SecEd continued its campaign to raise awareness over the dangers of the asbestos in schools. We asked founder of the Asbestos in Schools group, Michael Lees, to outline some key questions for the Department for Education to answer. We supported his call for guidance and regulations to be created to specifically govern asbestos management in schools and for the removal of asbestos from the 75 per cent of UK schools that still contain the deadly substance.

Many teachers continued to protest at the government’s changes to public sector pensions. Changes to pension indexing and a 50 per cent increase in contribution rates saw teachers’ pensions devalued by up to 25 per cent. The government also said it would push ahead with plans to raise the retirement age to 66 and then to 68. Angry education unions announced plans for protests outside Parliament in October and strike action in November.

In Scotland, the publication of the long-awaited McCormac Review caused concerns among teachers after calling for more flexible working, including an end to fixed lesson preparation time and the scrapping of the Chartered Teacher scheme.

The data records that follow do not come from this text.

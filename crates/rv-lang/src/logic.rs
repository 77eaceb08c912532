use std::fmt;

/// Abstract logic tree produced by the expression compiler.
///
/// Trees are immutable once built; rewrites go through [`Logic::rewrite`],
/// which allocates a new tree and leaves the original untouched.
#[derive(Debug, Clone, PartialEq)]
pub enum Logic {
    Number(f64),
    Str(String),
    Bool(bool),
    Null,
    Undefined,
    /// `@`, `@.a.b`, `@.^.a`: the current datum (or an enclosing one).
    Var(VarRef),
    /// `$`, `$.a.b`: the evaluation context.
    Context(Vec<String>),
    /// `@group`: key of the innermost enclosing split sub-stream.
    Group,
    /// `name(args...)`; operators compile to calls as well (`a + b` is `add(a, b)`).
    Call { name: String, args: Vec<Logic> },
}

/// Reference to the current datum. `ascend` counts leading `^` segments.
#[derive(Debug, Clone, PartialEq, Eq, Default)]
pub struct VarRef {
    pub ascend: usize,
    pub path: Vec<String>,
}

impl Logic {
    pub fn call(name: impl Into<String>, args: Vec<Logic>) -> Self {
        Logic::Call {
            name: name.into(),
            args,
        }
    }

    pub fn var(path: &[&str]) -> Self {
        Logic::Var(VarRef {
            ascend: 0,
            path: path.iter().map(|s| s.to_string()).collect(),
        })
    }

    pub fn context(path: &[&str]) -> Self {
        Logic::Context(path.iter().map(|s| s.to_string()).collect())
    }

    /// Top-down rewrite. `f` returns `Some(replacement)` to replace a node
    /// (its children are not visited) or `None` to keep it and descend.
    pub fn rewrite<E>(
        &self,
        f: &mut impl FnMut(&Logic) -> Result<Option<Logic>, E>,
    ) -> Result<Logic, E> {
        if let Some(replacement) = f(self)? {
            return Ok(replacement);
        }
        match self {
            Logic::Call { name, args } => Ok(Logic::Call {
                name: name.clone(),
                args: args
                    .iter()
                    .map(|arg| arg.rewrite(f))
                    .collect::<Result<_, _>>()?,
            }),
            leaf => Ok(leaf.clone()),
        }
    }

    /// True if any node in the tree satisfies `pred`.
    pub fn any(&self, pred: &impl Fn(&Logic) -> bool) -> bool {
        pred(self)
            || matches!(self, Logic::Call { args, .. } if args.iter().any(|a| a.any(pred)))
    }
}

impl fmt::Display for Logic {
    fn fmt(&self, f: &mut fmt::Formatter<'_>) -> fmt::Result {
        match self {
            Logic::Number(n) => write_number(f, *n),
            Logic::Str(s) => write_string(f, s),
            Logic::Bool(b) => write!(f, "{b}"),
            Logic::Null => f.write_str("null"),
            Logic::Undefined => f.write_str("undefined"),
            Logic::Var(var) => {
                f.write_str("@")?;
                for _ in 0..var.ascend {
                    f.write_str(".^")?;
                }
                write_path(f, &var.path)
            }
            Logic::Context(path) => {
                f.write_str("$")?;
                write_path(f, path)
            }
            Logic::Group => f.write_str("@group"),
            Logic::Call { name, args } => {
                write!(f, "{name}(")?;
                for (i, arg) in args.iter().enumerate() {
                    if i > 0 {
                        f.write_str(",")?;
                    }
                    write!(f, "{arg}")?;
                }
                f.write_str(")")
            }
        }
    }
}

fn write_path(f: &mut fmt::Formatter<'_>, path: &[String]) -> fmt::Result {
    path.iter().try_for_each(|segment| write!(f, ".{segment}"))
}

// Numbers print in a form the grammar reads back; negative and non-finite
// values have no literal syntax and are spelled as calls.
fn write_number(f: &mut fmt::Formatter<'_>, n: f64) -> fmt::Result {
    if n.is_nan() {
        f.write_str("div(0,0)")
    } else if n == f64::INFINITY {
        f.write_str("Infinity")
    } else if n < 0.0 {
        f.write_str("sub(0,")?;
        write_number(f, -n)?;
        f.write_str(")")
    } else if n.fract() == 0.0 && n < 1e15 {
        write!(f, "{}", n as i64)
    } else {
        write!(f, "{n}")
    }
}

fn write_string(f: &mut fmt::Formatter<'_>, s: &str) -> fmt::Result {
    f.write_str("\"")?;
    for c in s.chars() {
        match c {
            '"' => f.write_str("\\\"")?,
            '\\' => f.write_str("\\\\")?,
            '\n' => f.write_str("\\n")?,
            '\t' => f.write_str("\\t")?,
            '\r' => f.write_str("\\r")?,
            other => write!(f, "{other}")?,
        }
    }
    f.write_str("\"")
}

October was dominated by talk of the newly published and revised Ofsted inspection framework. Due to come into effect in January 2012, the new regime reduced inspection to four core focuses: pupil achievement, quality of teaching, leadership, and behaviour/safety. Ofsted also announced a new website to allow parents to comment anonymously on their children’s schools. ParentView was launched amid union concern that the system could lead to false allegations. The new framework provided the subject for the first of SecEd’s new Guide To supplements.

On the pensions front, SecEd reported that retiring teachers will lose out by as much as £7,700 in pensions income over the next 10 years. A study by Wesleyan for Teachers found the decision to link public sector pensions to the CPI inflation measure instead of RPI meant that teachers who retired in 2010 would lose £7,670 over the next decade.

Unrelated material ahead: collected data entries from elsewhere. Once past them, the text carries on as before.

//! Domain-aware logging macros.
//!
//! Each macro injects a `domain` field so log consumers can filter by
//! subsystem: `sys` (process lifecycle), `conf` (configuration and
//! compilation), `pipe` (pipeline execution) and `io` (reading input and
//! writing output).
//!
//! ```ignore
//! rv_info!(sys, script = %path.display(), "session ready");
//! rv_warn!(io, line = n, error = %e, "skipping malformed input line");
//! ```
//!
//! The domain is a bare identifier, turned into a string literal by the
//! macro.

#[doc(hidden)]
macro_rules! rv_log {
    ($level:ident, $domain:ident, $($field:tt)*) => {
        tracing::$level!(domain = stringify!($domain), $($field)*)
    };
}

#[allow(unused_macros)]
macro_rules! rv_error {
    ($domain:ident, $($rest:tt)*) => {
        rv_log!(error, $domain, $($rest)*)
    };
}

macro_rules! rv_warn {
    ($domain:ident, $($rest:tt)*) => {
        rv_log!(warn, $domain, $($rest)*)
    };
}

macro_rules! rv_info {
    ($domain:ident, $($rest:tt)*) => {
        rv_log!(info, $domain, $($rest)*)
    };
}

macro_rules! rv_debug {
    ($domain:ident, $($rest:tt)*) => {
        rv_log!(debug, $domain, $($rest)*)
    };
}

#[allow(unused_macros)]
macro_rules! rv_trace {
    ($domain:ident, $($rest:tt)*) => {
        rv_log!(trace, $domain, $($rest)*)
    };
}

Almost a fifth of schools reported being in deficit as government cuts continued to bite. A report from the National Audit Office warned that with schools having to make cuts of £1 billion by 2014, academic standards could be hit. However, many heads said they were happy to “run with” deficits to protect pupils’ education.

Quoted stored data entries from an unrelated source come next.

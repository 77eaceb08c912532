use std::collections::HashMap;
use std::path::PathBuf;

use serde::Deserialize;

/// `[logging]` in `rivulet.toml`; may be omitted entirely.
#[derive(Debug, Clone, Deserialize)]
#[serde(default)]
pub struct LoggingConfig {
    /// Level for everything not listed in `modules`.
    pub level: String,
    /// Per-module overrides, e.g. `{ "rv_core::operator" = "debug" }`.
    pub modules: HashMap<String, String>,
    /// Extra copy of the log, next to the config file when relative.
    pub file: Option<PathBuf>,
    pub format: LogFormat,
}

impl Default for LoggingConfig {
    fn default() -> Self {
        Self {
            level: "info".to_string(),
            modules: HashMap::new(),
            file: None,
            format: LogFormat::Plain,
        }
    }
}

#[derive(Debug, Clone, Copy, PartialEq, Eq, Deserialize)]
#[serde(rename_all = "lowercase")]
pub enum LogFormat {
    Plain,
    Json,
}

Thousands of teachers took part in a day of protest during half-term. They descended on Parliament and took part in lobbies around the county in protest at the government’s pension cuts. 


The “biggest trade union mobilisation for a generation” went ahead at the end of November as public sector unions walked out in protest at changes to pensions. As many as 750,000 teachers and school staff were thought to have walked out. The protest caused 90 per cent of schools across the country to close (pictured).

Six “brave” local authorities lost their fight to save their Building Schools for the Future funding. The authorities had won a High Court battle to force the education secretary to reconsider his decision to cut funding from their much-needed school refurbishment projects. However, Michael Gove said he was not “persuaded” to reverse the cuts.

The Ofsted annual report saw many negative headlines in the national press. SecEd fought back, pointing out that after the 2010/11 Ofsted inspection cycle, seven out of 10 schools had been classed as “good” or “outstanding”. Inspectors announced plans to target those schools “stuck on satisfactory”.


The two biggest teaching unions confirmed their refusal to back the government’s “final” pensions offer. The NUT and NASUWT refused to sign up the revised pensions offer tabled before Christmas. The proposals retained plans for a career-average instead of final salary scheme but offered a better accrual rate and some protection for those teachers within 10 years of retirement.

Headteachers and education unions slammed Ofsted’s plans for “no-notice” inspections. The plans were revealed in a consultation on changes to Ofsted’s inspection framework from September 2012. Ofsted also unveiled plans to scrap the “satisfactory” rating and replace it with “requires improvement”.

Changes were promised to school league tables after schools minister Nick Gibb admitted that they can force schools to focus on certain pupils. He pledged to bring this to an end by focusing more on progression between 11 and 16. He said the tables would look at the progress of both high achieving primary pupils, as well as students from poorer backgrounds.

A SecEd special report focused on the issue of female genital mutilation (FGM). It is thought that 66,000 women in England and Wales fall victim to the illegal practice. It is feared that 23,000 girls under the age of 15 are also at risk of being forced to undergo FGM.


There was a call for national guidance after more than one in 10 teacher misconduct cases before the General Teaching Council for England featured misuse of social media or email.

Education minister Michael Gove tells the Education Select Committee that he expects more than half of secondary schools to be academies by the end of this Parliament. He also raises the idea of judging schools on where their students go after they leave.

The ATL and ASCL education unions signed up to the government’s final offer on pensions, while the NAHT decided to “withhold judgement”.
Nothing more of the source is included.